And finally, here you can see the new, extended trim tab in place with the actuator reinstalled. The kit instructions at this point tell you to install the rhomboidal aileron baffles in the indicated positions under the wing.

Guess what? There are no indicated positions! There are no pictures of the underside of the wing whatsoever!

For this I needed to turn to the experts on HyperScale and those most helpful people produced information that indicates this baffle should be mounted just forward of the aileron and about three quarters of an inch from the outside edge of the landing flap – thanks Peppy.


 

1/4/04

After two more evenings of modeling time devoted to the wings, many dry fit sessions and a review on how to swear like a sailor the wings have been assembled – mostly.

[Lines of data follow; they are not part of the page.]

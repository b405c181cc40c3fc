//! Generic `A__B__C=v` environment tree normaliser.
//!
//! Keys are split on `__`, lower-cased, and folded into a nested tree.
//! Numbered groups (`FEEDS__1__SEED`, `FEEDS__2__SEED`, ...) become branch
//! nodes keyed by the numeral string; callers that need list semantics sort
//! those keys numerically with [`EnvNode::numeric_child_keys`].

use std::collections::BTreeMap;

#[derive(Debug, Clone)]
pub enum EnvNode {
    Leaf(String),
    Branch(BTreeMap<String, EnvNode>),
}

impl EnvNode {
    pub fn empty_branch() -> Self {
        EnvNode::Branch(BTreeMap::new())
    }

    pub fn as_leaf(&self) -> Option<&str> {
        match self {
            EnvNode::Leaf(v) => Some(v.as_str()),
            EnvNode::Branch(_) => None,
        }
    }

    pub fn get(&self, key: &str) -> Option<&EnvNode> {
        match self {
            EnvNode::Branch(map) => map.get(&key.to_ascii_lowercase()),
            EnvNode::Leaf(_) => None,
        }
    }

    /// Keys of a branch's direct children, sorted numerically (for
    /// `FEEDS__1__...`, `FEEDS__2__...`, ... groups). Non-numeric keys sort
    /// after all numeric keys, in lexical order.
    pub fn numeric_child_keys(&self) -> Vec<String> {
        let EnvNode::Branch(map) = self else {
            return Vec::new();
        };
        let mut keys: Vec<String> = map.keys().cloned().collect();
        keys.sort_by_key(|k| match k.parse::<u64>() {
            Ok(n) => (0u8, n, k.clone()),
            Err(_) => (1u8, 0, k.clone()),
        });
        keys
    }

    fn insert(&mut self, segments: &[&str], value: &str) {
        let EnvNode::Branch(map) = self else {
            return;
        };
        let (head, rest) = match segments.split_first() {
            Some(pair) => pair,
            None => return,
        };
        let head = head.to_ascii_lowercase();
        if rest.is_empty() {
            map.insert(head, EnvNode::Leaf(value.to_string()));
            return;
        }
        let child = map.entry(head).or_insert_with(EnvNode::empty_branch);
        child.insert(rest, value);
    }
}

/// Fold an iterator of `(KEY, value)` pairs into a nested [`EnvNode::Branch`].
/// Keys with no `__` separator still land as single-segment leaves.
pub fn normalise<I, K, V>(vars: I) -> EnvNode
where
    I: IntoIterator<Item = (K, V)>,
    K: AsRef<str>,
    V: AsRef<str>,
{
    let mut root = EnvNode::empty_branch();
    for (key, value) in vars {
        let segments: Vec<&str> = key.as_ref().split("__").collect();
        root.insert(&segments, value.as_ref());
    }
    root
}

#[cfg(test)]
mod tests {
    use super::*;

    #[test]
    fn nests_double_underscore_keys() {
        let tree = normalise([
            ("ELASTICSEARCH__HOST", "es.example.com"),
            ("ELASTICSEARCH__PORT", "9200"),
        ]);
        let es = tree.get("elasticsearch").unwrap();
        assert_eq!(es.get("host").unwrap().as_leaf(), Some("es.example.com"));
        assert_eq!(es.get("port").unwrap().as_leaf(), Some("9200"));
    }

    #[test]
    fn numeric_children_sort_numerically_not_lexically() {
        let tree = normalise([
            ("FEEDS__10__SEED", "a"),
            ("FEEDS__2__SEED", "b"),
            ("FEEDS__1__SEED", "c"),
        ]);
        let feeds = tree.get("feeds").unwrap();
        assert_eq!(feeds.numeric_child_keys(), vec!["1", "2", "10"]);
    }

    #[test]
    fn case_is_normalised() {
        let tree = normalise([("Sentry__Dsn", "abc")]);
        assert_eq!(
            tree.get("sentry").unwrap().get("dsn").unwrap().as_leaf(),
            Some("abc")
        );
    }
}
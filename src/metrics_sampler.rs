//! Periodic metrics sampling (§4.8): searchable/nonsearchable counts,
//! per-feed breakdowns, and verification feed staleness, serialised into the
//! shared KV store for every instance's `/metrics` endpoint to serve.

use crate::coordination::KvStore;
use crate::feeds::config::FeedConfig;
use crate::metrics::Metrics;
use crate::search::gateway::{SearchError, SearchGateway};
use crate::search::index_name::{self, ALIAS};
use serde_json::json;
use std::sync::Arc;
use std::time::Duration;
use tracing::debug;

pub const METRICS_INTERVAL: Duration = Duration::from_secs(1);
const KV_KEY: &str = "metrics";

/// The `object.type` value whose freshest `published` we track as a
/// pipeline staleness signal.
const VERIFICATION_OBJECT_TYPE: &str = "dit:activityStreamVerificationFeed:Verifier";

pub struct MetricsSampler {
    gateway: Arc<SearchGateway>,
    kv: Arc<dyn KvStore>,
    metrics: Arc<Metrics>,
    feeds: Vec<FeedConfig>,
}

impl MetricsSampler {
    pub fn new(
        gateway: Arc<SearchGateway>,
        kv: Arc<dyn KvStore>,
        metrics: Arc<Metrics>,
        feeds: Vec<FeedConfig>,
    ) -> Self {
        Self {
            gateway,
            kv,
            metrics,
            feeds,
        }
    }

    /// One sampling pass. Returns `Ok` even when individual metrics were
    /// unavailable — that case is carved out by the spec as "silently
    /// skipped", not an error the supervisor should back off on.
    pub async fn sample_once(&self) -> Result<(), SearchError> {
        self.sample_totals().await?;
        self.sample_per_feed().await?;
        self.sample_verification_age().await;

        let snapshot = self.metrics.render();
        self.kv
            .set(KV_KEY, &snapshot)
            .await
            .map_err(|_| SearchError::MetricsUnavailable)?;
        Ok(())
    }

    async fn sample_totals(&self) -> Result<(), SearchError> {
        match self.gateway.count(ALIAS, "").await {
            Ok(n) => self.metrics.searchable_total.set(n as i64),
            Err(SearchError::MetricsUnavailable) => {}
            Err(e) => return Err(e),
        }

        let listing = self.gateway.list_indexes().await?;
        let mut nonsearchable = 0i64;
        for index in &listing.without_alias {
            match self.gateway.count(index, "").await {
                Ok(n) => nonsearchable += n as i64,
                Err(SearchError::MetricsUnavailable) => {}
                Err(e) => return Err(e),
            }
        }
        self.metrics.nonsearchable_total.set(nonsearchable);
        Ok(())
    }

    async fn sample_per_feed(&self) -> Result<(), SearchError> {
        let listing = self.gateway.list_indexes().await?;

        for feed in &self.feeds {
            let mut searchable = 0i64;
            for index in listing.with_alias.iter().filter(|n| index_name::matches_feed(n, &feed.unique_id)) {
                match self.gateway.count(index, "").await {
                    Ok(n) => searchable += n as i64,
                    Err(SearchError::MetricsUnavailable) => {}
                    Err(e) => return Err(e),
                }
            }
            self.metrics
                .feed_searchable_total
                .with_label_values(&[feed.unique_id.as_str()])
                .set(searchable);

            let mut nonsearchable = 0i64;
            for index in listing
                .without_alias
                .iter()
                .filter(|n| index_name::matches_feed(n, &feed.unique_id))
            {
                match self.gateway.count(index, "").await {
                    Ok(n) => nonsearchable += n as i64,
                    Err(SearchError::MetricsUnavailable) => {}
                    Err(e) => return Err(e),
                }
            }
            self.metrics
                .feed_nonsearchable_total
                .with_label_values(&[feed.unique_id.as_str()])
                .set(nonsearchable);
        }
        Ok(())
    }

    async fn sample_verification_age(&self) {
        let body = json!({
            "size": 0,
            "query": { "term": { "object.type": VERIFICATION_OBJECT_TYPE } },
            "aggs": { "latest": { "max": { "field": "published" } } }
        });

        let response = match self.gateway.search(ALIAS, "", body).await {
            Ok(r) => r,
            Err(SearchError::MetricsUnavailable) => return,
            Err(e) => {
                debug!(error = %e, "verification age query failed, skipping this sample");
                return;
            }
        };

        let Some(value_millis) = response["aggregations"]["latest"]["value"].as_f64() else {
            // absent aggregation result: no verification activity indexed yet.
            return;
        };

        let now_millis = chrono::Utc::now().timestamp_millis() as f64;
        let age_seconds = ((now_millis - value_millis) / 1000.0).max(0.0) as i64;
        self.metrics.verification_age_seconds.set(age_seconds);
    }
}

Here we can take a quick review of all the various modifications and some of the problems encountered. Arrows numbered 11 illustrate the many areas where I had to use repeat applications of super-glue and accelerator to fill gaps. Arrows numbered 12 indicate the engraved hinges that have been filled with Squadron White Putty. On the lower side of the wing the hinge material had to be cut out of the hinge line to make it a continuous engraved line. Arrow number 13 indicates one of about four different areas where very small gaps had formed along the new leading edge. These were filled by putting some putty on a cotton swab with some acetone based fingernail polish remover and then rubbing it into the gap. Arrow 14 is the new extended trim tab and 15 is the actuator. Arrow 16 is the rhomboidal baffle installed forward of the aileron on the lower side of each wing.

 

 

All the super-glue fills were shaved with a Xacto leaf blade then sanded smooth. After all puttying, filling and sanding had been finished I went over all the panel lines with the tip of my #11 Xacto blade and cleaned the debris out of them. Both wings were then wiped down with a Micro Sheen tack cloth. I still have to install the engine nacelles and radiators but that will wait until after the gear bays have been painted.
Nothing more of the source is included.